- What to work on: From the entries below, gather every line containing the string "LogRow".

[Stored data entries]
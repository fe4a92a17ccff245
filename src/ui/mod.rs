pub mod icons;
pub mod output;
pub mod theme;

pub use icons::Icons;
pub use output::{backlog_row, detail, header, info, reply, section};
pub use theme::{theme, Theme};
pub struct Icons;

impl Icons {
    pub const ROCKET: &str = "🚀";
    pub const CROSS: &str = "❌";
    pub const WARN: &str = "⚠️";
    pub const INFO: &str = "ℹ️";
    pub const STATS: &str = "📊";
    pub const BRAIN: &str = "🧠";
    pub const INBOX: &str = "📥";
}
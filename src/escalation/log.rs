//! Unresolved-question log
//!
//! Writes `(question, distance)` rows to the escalation worksheet. An empty
//! or half-filled row is reused before anything is appended, so the sheet
//! stays dense for manual review. A failed write triggers exactly one
//! reconnect followed by one plain append; after that the row is dropped.
//!
//! The connection handle and the whole read-modify-write sequence sit behind
//! one mutex, so concurrent requests never pick the same slot.

use std::sync::{Mutex, MutexGuard, PoisonError};
use serde::Serialize;
use tracing::{debug, error, info, warn};
use super::{LogRow, SheetConnector, SheetError, SheetResult, Worksheet};

/// Where a recorded row ended up
#[derive(Debug, Clone, Copy, PartialEq, Eq, Serialize)]
#[serde(tag = "placement", content = "row", rename_all = "snake_case")]
pub enum Placement {
    /// An existing empty or partial row was overwritten (1-indexed sheet row)
    FilledRow(usize),
    /// A new row was appended at the end
    Appended,
    /// Appended through a fresh connection after the first attempt failed
    AppendedAfterReconnect,
}

/// Result of a best-effort write to the escalation log
#[derive(Debug, Clone, PartialEq, Eq, Serialize)]
#[serde(tag = "status", content = "detail", rename_all = "snake_case")]
pub enum LogOutcome {
    Logged(Placement),
    /// No connection; nothing was attempted
    Skipped(String),
    /// The write and the single retry both failed
    LostAfterRetry(String),
}

impl LogOutcome {
    pub fn is_logged(&self) -> bool {
        matches!(self, Self::Logged(_))
    }
}

enum ConnectionHandle {
    Connected(Box<dyn Worksheet>),
    Disconnected,
}

/// Process-wide writer for escalated questions
pub struct UnresolvedLog {
    connector: Box<dyn SheetConnector>,
    handle: Mutex<ConnectionHandle>,
}

impl UnresolvedLog {
    /// Create the log and attempt the initial connection
    ///
    /// A failed connection leaves the log disabled: later writes are skipped
    /// without another connection attempt.
    pub fn connect(connector: Box<dyn SheetConnector>) -> Self {
        let handle = match connector.connect() {
            Ok(sheet) => {
                info!(target_sheet = %connector.target(), "Connected to escalation sheet");
                ConnectionHandle::Connected(sheet)
            }
            Err(e) => {
                error!(target_sheet = %connector.target(), error = %e, "Could not connect to escalation sheet");
                ConnectionHandle::Disconnected
            }
        };

        Self {
            connector,
            handle: Mutex::new(handle),
        }
    }

    pub fn is_connected(&self) -> bool {
        matches!(*self.lock(), ConnectionHandle::Connected(_))
    }

    pub fn target(&self) -> String {
        self.connector.target()
    }

    /// Record an escalated question; never fails the caller
    pub fn record(&self, question: &str, distance: &str) -> LogOutcome {
        let row = [question.to_string(), distance.to_string()];
        let mut handle = self.lock();

        let result = match &*handle {
            ConnectionHandle::Disconnected => {
                warn!(question, distance, "Escalation sheet not connected, row dropped");
                return LogOutcome::Skipped("escalation sheet is not connected".to_string());
            }
            ConnectionHandle::Connected(sheet) => write_to_slot(sheet.as_ref(), &row),
        };

        match result {
            Ok(placement) => LogOutcome::Logged(placement),
            Err(e) => {
                error!(error = %e, "Failed to write to escalation sheet, reconnecting");
                *handle = ConnectionHandle::Disconnected;
                self.append_after_reconnect(&mut handle, &row)
            }
        }
    }

    /// Escalated questions currently waiting in the sheet
    pub fn pending_rows(&self) -> SheetResult<Vec<LogRow>> {
        let handle = self.lock();
        let ConnectionHandle::Connected(sheet) = &*handle else {
            return Err(SheetError::Disconnected);
        };

        let rows = sheet
            .all_values()?
            .into_iter()
            .enumerate()
            .skip(1)
            .filter_map(|(i, cells)| {
                let question = cells.first().cloned().unwrap_or_default();
                if question.is_empty() {
                    return None;
                }
                Some(LogRow {
                    row: i + 1,
                    question,
                    distance: cells.get(1).cloned().unwrap_or_default(),
                })
            })
            .collect();

        Ok(rows)
    }

    fn append_after_reconnect(
        &self,
        handle: &mut MutexGuard<'_, ConnectionHandle>,
        row: &[String; 2],
    ) -> LogOutcome {
        let sheet = match self.connector.connect() {
            Ok(sheet) => sheet,
            Err(e) => {
                error!(error = %e, question = %row[0], distance = %row[1], "Reconnect failed, escalated question lost");
                return LogOutcome::LostAfterRetry(format!("reconnect failed: {}", e));
            }
        };
        info!(target_sheet = %self.connector.target(), "Reconnected to escalation sheet");

        match sheet.append_row(row) {
            Ok(()) => {
                info!(question = %row[0], distance = %row[1], "Appended escalated question after reconnect");
                **handle = ConnectionHandle::Connected(sheet);
                LogOutcome::Logged(Placement::AppendedAfterReconnect)
            }
            Err(e) => {
                error!(error = %e, question = %row[0], distance = %row[1], "Append after reconnect failed, escalated question lost");
                LogOutcome::LostAfterRetry(format!("append after reconnect failed: {}", e))
            }
        }
    }

    fn lock(&self) -> MutexGuard<'_, ConnectionHandle> {
        self.handle.lock().unwrap_or_else(PoisonError::into_inner)
    }
}

/// Fill the first reusable row, or append when there is none
fn write_to_slot(sheet: &dyn Worksheet, row: &[String; 2]) -> SheetResult<Placement> {
    let rows = sheet.all_values()?;

    match find_reusable_row(&rows) {
        Some(sheet_row) => {
            sheet.update_cell(sheet_row, 1, &row[0])?;
            sheet.update_cell(sheet_row, 2, &row[1])?;
            info!(row = sheet_row, question = %row[0], distance = %row[1], "Filled escalation row");
            Ok(Placement::FilledRow(sheet_row))
        }
        None => {
            sheet.append_row(row)?;
            info!(question = %row[0], distance = %row[1], "Appended escalation row");
            Ok(Placement::Appended)
        }
    }
}

/// First data row (1-indexed) that is blank or has column A or B empty
///
/// Row 1 is the header and is never reused. Missing cells count as empty.
pub fn find_reusable_row(rows: &[Vec<String>]) -> Option<usize> {
    rows.iter()
        .enumerate()
        .skip(1)
        .find(|(_, cells)| is_reusable(cells))
        .map(|(i, cells)| {
            debug!(row = i + 1, cells = ?cells, "Found reusable escalation row");
            i + 1
        })
}

fn is_reusable(cells: &[String]) -> bool {
    let empty = |col: usize| cells.get(col).is_none_or(|c| c.is_empty());

    // Blank rows and rows with both columns empty fall under either check.
    empty(0) || empty(1)
}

- Task result:
use super::{LogRow, SheetConnector, SheetError, SheetResult, Worksheet};
    pub fn pending_rows(&self) -> SheetResult<Vec<LogRow>> {
                Some(LogRow {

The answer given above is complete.